Does this sound appropriate and correct?


----------



## Mac (Feb 8, 2011)

Ummm  yes, although the NY Building code doesn't have a chapter 34, so the EBC would be the code to use.

Accessibility, rest rooms, light & vent, etc.


----------



## cda (Feb 8, 2011)

Was it a B under the old code????


----------



## jar546 (Feb 8, 2011)

There were no use and occupancy classifications with codes like we have now.  It was a pharmacy.


----------



## rshuey (Feb 8, 2011)

Exactly correct. Most engineers will pick one of the big 3 from the IEBC and run with it.


----------



## FyrBldgGuy (Feb 8, 2011)

Yes and No.  If the new space is constructed and creates a more hazardous condition then I would tend to head that direction.  As in the case where a strip mall under a previous legacy code has a new tennat improvement and that triggers a condition due to maximum allowable area for a type of occupancy.

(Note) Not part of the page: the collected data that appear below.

//! Defines the core data model and database queries for import profiles.
//!
//! A profile remembers how one account's statement exports are laid out so
//! the next upload with the same header row parses without any manual
//! mapping. Each account keeps at most one profile; saving again replaces it.

use rusqlite::{Connection, Row, named_params, params};
use serde::{Deserialize, Serialize};

use crate::{
    DatabaseID, Error,
    import::csv::{AmountConfig, ColumnMapping, CsvParseConfig},
};

// ============================================================================
// MODELS
// ============================================================================

/// A saved statement layout for an account.
#[derive(Debug, Clone, PartialEq, Serialize, Deserialize)]
pub struct ImportProfile {
    /// The ID of the profile.
    pub id: DatabaseID,
    /// The ID of the account the profile belongs to.
    pub account_id: DatabaseID,
    /// A user-facing label, e.g. the bank's name.
    pub name: String,
    /// The header signature the profile is matched by.
    pub header_signature: String,
    /// Where each field lives in a row.
    pub column_mapping: ColumnMapping,
    /// How the signed amount is derived.
    pub amount_config: AmountConfig,
    /// An explicit strftime date format, or None to auto-detect.
    pub date_format: Option<String>,
    /// The field delimiter.
    pub delimiter: String,
    /// Physical lines to drop before the header row.
    pub skip_rows: usize,
    /// Whether the first row names the columns.
    pub has_header: bool,
}

/// The data for creating or replacing an account's import profile.
#[derive(Debug, Clone, PartialEq, Serialize, Deserialize)]
pub struct ImportProfileData {
    /// The ID of the account the profile belongs to.
    pub account_id: DatabaseID,
    /// A user-facing label, e.g. the bank's name.
    pub name: String,
    /// The header signature the profile is matched by.
    pub header_signature: String,
    /// Where each field lives in a row.
    pub column_mapping: ColumnMapping,
    /// How the signed amount is derived.
    pub amount_config: AmountConfig,
    /// An explicit strftime date format, or None to auto-detect.
    #[serde(default)]
    pub date_format: Option<String>,
    /// The field delimiter.
    #[serde(default = "default_delimiter")]
    pub delimiter: String,
    /// Physical lines to drop before the header row.
    #[serde(default)]
    pub skip_rows: usize,
    /// Whether the first row names the columns.
    #[serde(default = "default_has_header")]
    pub has_header: bool,
}

fn default_delimiter() -> String {
    ",".to_owned()
}

fn default_has_header() -> bool {
    true
}

impl From<&ImportProfile> for CsvParseConfig {
    fn from(profile: &ImportProfile) -> Self {
        Self {
            delimiter: profile.delimiter.clone(),
            has_header: profile.has_header,
            skip_rows: profile.skip_rows,
            column_mapping: Some(profile.column_mapping.clone()),
            amount_config: Some(profile.amount_config.clone()),
            date_format: profile.date_format.clone(),
        }
    }
}

// ============================================================================
// DATABASE FUNCTIONS
// ============================================================================

const PROFILE_COLUMNS: &str = "id, account_id, name, header_signature, column_mapping, \
     amount_config, date_format, delimiter, skip_rows, has_header";

/// Create the import profile table in the database.
///
/// # Errors
/// Returns an [Error::SqlError] if there is an SQL error.
pub fn create_import_profile_table(connection: &Connection) -> Result<(), Error> {
    connection.execute(
        "CREATE TABLE IF NOT EXISTS import_profile (
            id INTEGER PRIMARY KEY AUTOINCREMENT,
            account_id INTEGER NOT NULL UNIQUE REFERENCES account (id) ON DELETE CASCADE,
            name TEXT NOT NULL,
            header_signature TEXT NOT NULL,
            column_mapping TEXT NOT NULL,
            amount_config TEXT NOT NULL,
            date_format TEXT,
            delimiter TEXT NOT NULL DEFAULT ',',
            skip_rows INTEGER NOT NULL DEFAULT 0,
            has_header INTEGER NOT NULL DEFAULT 1
        )",
        (),
    )?;

    Ok(())
}

/// Create or replace the import profile for an account.
///
/// # Errors
/// This function will return a:
/// - [Error::NotFound] if the account ID does not refer to a real account,
/// - [Error::JSONSerializationError] if the mapping cannot be serialized,
/// - or [Error::SqlError] if there is some other SQL error.
pub fn upsert_profile(
    data: ImportProfileData,
    connection: &Connection,
) -> Result<ImportProfile, Error> {
    let column_mapping = serde_json::to_string(&data.column_mapping)?;
    let amount_config = serde_json::to_string(&data.amount_config)?;

    let profile = connection
        .prepare(&format!(
            "INSERT INTO import_profile (account_id, name, header_signature, column_mapping,
                 amount_config, date_format, delimiter, skip_rows, has_header)
             VALUES (?1, ?2, ?3, ?4, ?5, ?6, ?7, ?8, ?9)
             ON CONFLICT (account_id) DO UPDATE SET
                 name = excluded.name,
                 header_signature = excluded.header_signature,
                 column_mapping = excluded.column_mapping,
                 amount_config = excluded.amount_config,
                 date_format = excluded.date_format,
                 delimiter = excluded.delimiter,
                 skip_rows = excluded.skip_rows,
                 has_header = excluded.has_header
             RETURNING {PROFILE_COLUMNS}"
        ))?
        .query_row(
            params![
                data.account_id,
                data.name,
                data.header_signature,
                column_mapping,
                amount_config,
                data.date_format,
                data.delimiter,
                data.skip_rows as i64,
                data.has_header,
            ],
            map_row_to_profile,
        )
        .map_err(|error| match error {
            rusqlite::Error::SqliteFailure(
                rusqlite::ffi::Error {
                    code: _,
                    extended_code: rusqlite::ffi::SQLITE_CONSTRAINT_FOREIGNKEY,
                },
                _,
            ) => Error::NotFound,
            error => error.into(),
        })?;

    Ok(profile)
}

/// Retrieve the import profiles saved for an account.
///
/// # Errors
/// Returns an [Error::SqlError] if there is an SQL error.
pub fn get_profiles_for_account(
    account_id: DatabaseID,
    connection: &Connection,
) -> Result<Vec<ImportProfile>, Error> {
    connection
        .prepare(&format!(
            "SELECT {PROFILE_COLUMNS} FROM import_profile WHERE account_id = :account_id
             ORDER BY id"
        ))?
        .query_map(&[(":account_id", &account_id)], map_row_to_profile)?
        .collect::<Result<Vec<_>, _>>()
        .map_err(Error::from)
}

/// Find the profile whose saved header signature exactly matches `header_signature`.
///
/// # Errors
/// Returns an [Error::SqlError] if there is an SQL error.
pub fn find_matching_profile(
    account_id: DatabaseID,
    header_signature: &str,
    connection: &Connection,
) -> Result<Option<ImportProfile>, Error> {
    connection
        .prepare(&format!(
            "SELECT {PROFILE_COLUMNS} FROM import_profile
             WHERE account_id = :account_id AND header_signature = :header_signature"
        ))?
        .query_one(
            named_params! {
                ":account_id": account_id,
                ":header_signature": header_signature,
            },
            map_row_to_profile,
        )
        .map(Some)
        .or_else(|error| match error {
            rusqlite::Error::QueryReturnedNoRows => Ok(None),
            error => Err(error.into()),
        })
}

fn map_row_to_profile(row: &Row) -> Result<ImportProfile, rusqlite::Error> {
    let column_mapping_text: String = row.get(4)?;
    let column_mapping = serde_json::from_str(&column_mapping_text).map_err(|error| {
        rusqlite::Error::FromSqlConversionFailure(4, rusqlite::types::Type::Text, error.into())
    })?;

    let amount_config_text: String = row.get(5)?;
    let amount_config = serde_json::from_str(&amount_config_text).map_err(|error| {
        rusqlite::Error::FromSqlConversionFailure(5, rusqlite::types::Type::Text, error.into())
    })?;

    Ok(ImportProfile {
        id: row.get(0)?,
        account_id: row.get(1)?,
        name: row.get(2)?,
        header_signature: row.get(3)?,
        column_mapping,
        amount_config,
        date_format: row.get(6)?,
        delimiter: row.get(7)?,
        skip_rows: row.get::<_, i64>(8)? as usize,
        has_header: row.get(9)?,
    })
}

// ============================================================================
// TESTS
// ============================================================================

#[cfg(test)]
mod database_tests {
    use rusqlite::Connection;

    use crate::{
        Error,
        account::{AccountData, create_account},
        db::initialize,
        import::{
            csv::{AmountConfig, ColumnMapping},
            profile::{
                ImportProfileData, find_matching_profile, get_profiles_for_account, upsert_profile,
            },
        },
    };

    fn get_test_connection() -> Connection {
        let connection =
            Connection::open_in_memory().expect("Could not open database in memory.");
        initialize(&connection).expect("Could not initialize database.");

        connection
    }

    fn seed_account(connection: &Connection, name: &str) -> crate::account::Account {
        create_account(
            AccountData {
                name: name.to_owned(),
                kind: "checking".to_owned(),
                institution: None,
                display_order: 0,
            },
            connection,
        )
        .expect("Could not create account")
    }

    fn profile_data(account_id: crate::DatabaseID, name: &str) -> ImportProfileData {
        ImportProfileData {
            account_id,
            name: name.to_owned(),
            header_signature: "a1b2c3d4e5f60718".to_owned(),
            column_mapping: ColumnMapping {
                date: 0,
                payee: Some(2),
                memo: None,
                amount: Some(1),
            },
            amount_config: AmountConfig::Single {
                column: 1,
                negate: false,
            },
            date_format: Some("%m/%d/%Y".to_owned()),
            delimiter: ",".to_owned(),
            skip_rows: 0,
            has_header: true,
        }
    }

    #[test]
    fn upsert_creates_profile_for_account() {
        let connection = get_test_connection();
        let account = seed_account(&connection, "Everyday Checking");

        let profile = upsert_profile(profile_data(account.id, "ASB export"), &connection)
            .expect("Could not create profile");

        assert_eq!(profile.account_id, account.id);
        assert_eq!(profile.name, "ASB export");
        assert_eq!(profile.date_format.as_deref(), Some("%m/%d/%Y"));
        assert_eq!(
            profile.amount_config,
            AmountConfig::Single {
                column: 1,
                negate: false,
            }
        );
    }

    #[test]
    fn upsert_replaces_existing_profile_in_place() {
        let connection = get_test_connection();
        let account = seed_account(&connection, "Everyday Checking");
        let first = upsert_profile(profile_data(account.id, "ASB export"), &connection)
            .expect("Could not create profile");

        let mut replacement = profile_data(account.id, "ASB export v2");
        replacement.header_signature = "ffffffffffffffff".to_owned();
        replacement.amount_config = AmountConfig::Split {
            debit_column: 2,
            credit_column: 3,
        };
        let second =
            upsert_profile(replacement, &connection).expect("Could not replace profile");

        assert_eq!(second.id, first.id);
        assert_eq!(second.name, "ASB export v2");
        assert_eq!(second.header_signature, "ffffffffffffffff");

        let profiles = get_profiles_for_account(account.id, &connection)
            .expect("Could not list profiles");
        assert_eq!(profiles, vec![second]);
    }

    #[test]
    fn upsert_fails_on_missing_account() {
        let connection = get_test_connection();

        let result = upsert_profile(profile_data(999, "Orphan"), &connection);

        assert_eq!(result, Err(Error::NotFound));
    }

    #[test]
    fn find_matching_profile_requires_exact_signature() {
        let connection = get_test_connection();
        let account = seed_account(&connection, "Everyday Checking");
        let profile = upsert_profile(profile_data(account.id, "ASB export"), &connection)
            .expect("Could not create profile");

        let matched = find_matching_profile(account.id, "a1b2c3d4e5f60718", &connection)
            .expect("Could not query profiles");
        assert_eq!(matched, Some(profile));

        let near_miss = find_matching_profile(account.id, "a1b2c3d4e5f607", &connection)
            .expect("Could not query profiles");
        assert_eq!(near_miss, None);
    }

    #[test]
    fn profiles_are_scoped_to_their_account() {
        let connection = get_test_connection();
        let checking = seed_account(&connection, "Everyday Checking");
        let savings = seed_account(&connection, "Rainy Day Savings");
        upsert_profile(profile_data(checking.id, "ASB export"), &connection)
            .expect("Could not create profile");

        let matched = find_matching_profile(savings.id, "a1b2c3d4e5f60718", &connection)
            .expect("Could not query profiles");
        assert_eq!(matched, None);

        let profiles =
            get_profiles_for_account(savings.id, &connection).expect("Could not list profiles");
        assert_eq!(profiles, Vec::new());
    }

    #[test]
    fn deleting_an_account_removes_its_profile() {
        let connection = get_test_connection();
        let account = seed_account(&connection, "Everyday Checking");
        upsert_profile(profile_data(account.id, "ASB export"), &connection)
            .expect("Could not create profile");

        crate::account::delete_account(account.id, &connection)
            .expect("Could not delete account");

        let profiles = get_profiles_for_account(account.id, &connection)
            .expect("Could not list profiles");
        assert_eq!(profiles, Vec::new());
    }
}
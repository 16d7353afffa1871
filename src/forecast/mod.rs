pub mod dismissal;
mod endpoints;
pub mod projector;
pub mod template;

pub use dismissal::{
    clear_dismissals, count_dismissals_since, create_forecast_dismissal_table, dismiss_forecast,
    get_dismissed_periods, purge_stale_dismissals,
};
pub use endpoints::{
    DismissRequest, DismissalQuery, ForecastQuery, ForecastState, clear_dismissals_endpoint,
    count_dismissals_endpoint, dismiss_forecast_endpoint, get_forecasts_endpoint,
};
pub use projector::{ForecastItem, first_of_month, project_forecasts};
pub use template::{
    AmountMethod, Frequency, RecurringRule, RecurringTemplate, create_recurring_template_table,
    delete_templates_for_payee, get_active_template_for_payee, get_active_templates_for_account,
    map_row_to_template, upsert_template_for_payee,
};
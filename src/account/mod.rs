mod core;
mod endpoints;

pub use core::{
    Account, AccountData, create_account, create_account_table, delete_account, get_account,
    get_all_accounts, map_row_to_account, update_account,
};
pub use endpoints::{
    AccountState, create_account_endpoint, delete_account_endpoint, get_account_endpoint,
    get_accounts_endpoint, update_account_endpoint,
};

Would you use the IEBC or Ch 34 if the space was coverted to a bar with stage?  Maybe with an occupancy of 500.


----------



## globe trekker (Feb 8, 2011)

Jeff,

Yes, you are the right track for using the IEBC and or Ch. 34, ...whichever is the more restrictive.

FWIW, is there any NM wiring in the space? If so, are you going to require them to remove it

all and replace compliant wiring, per Section 3403.1 in the `06 IBC - "*SECTION 3403 ADDITIONS,*

*ALTERATIONS OR REPAIRS*

*3403.1 Existing buildings or structures. *

Additions or alterations to any building or structure shall comply with the requirements of the

code for new construction. Additions or alterations shall not be made to an existing building

or structure that will cause the existing building or structure to be in violation of any provisions

of this code. An existing building plus additions shall comply with the height and area

provisions of Chapter 5. Portions of the structure not altered and not affected by the alteration

are not required to comply with the code requirements for a new structure." If they move, alter

any existing circuits...

.


----------



## cda (Feb 8, 2011)

"""There were no use and occupancy classifications with codes like we have now. It was a pharmacy."""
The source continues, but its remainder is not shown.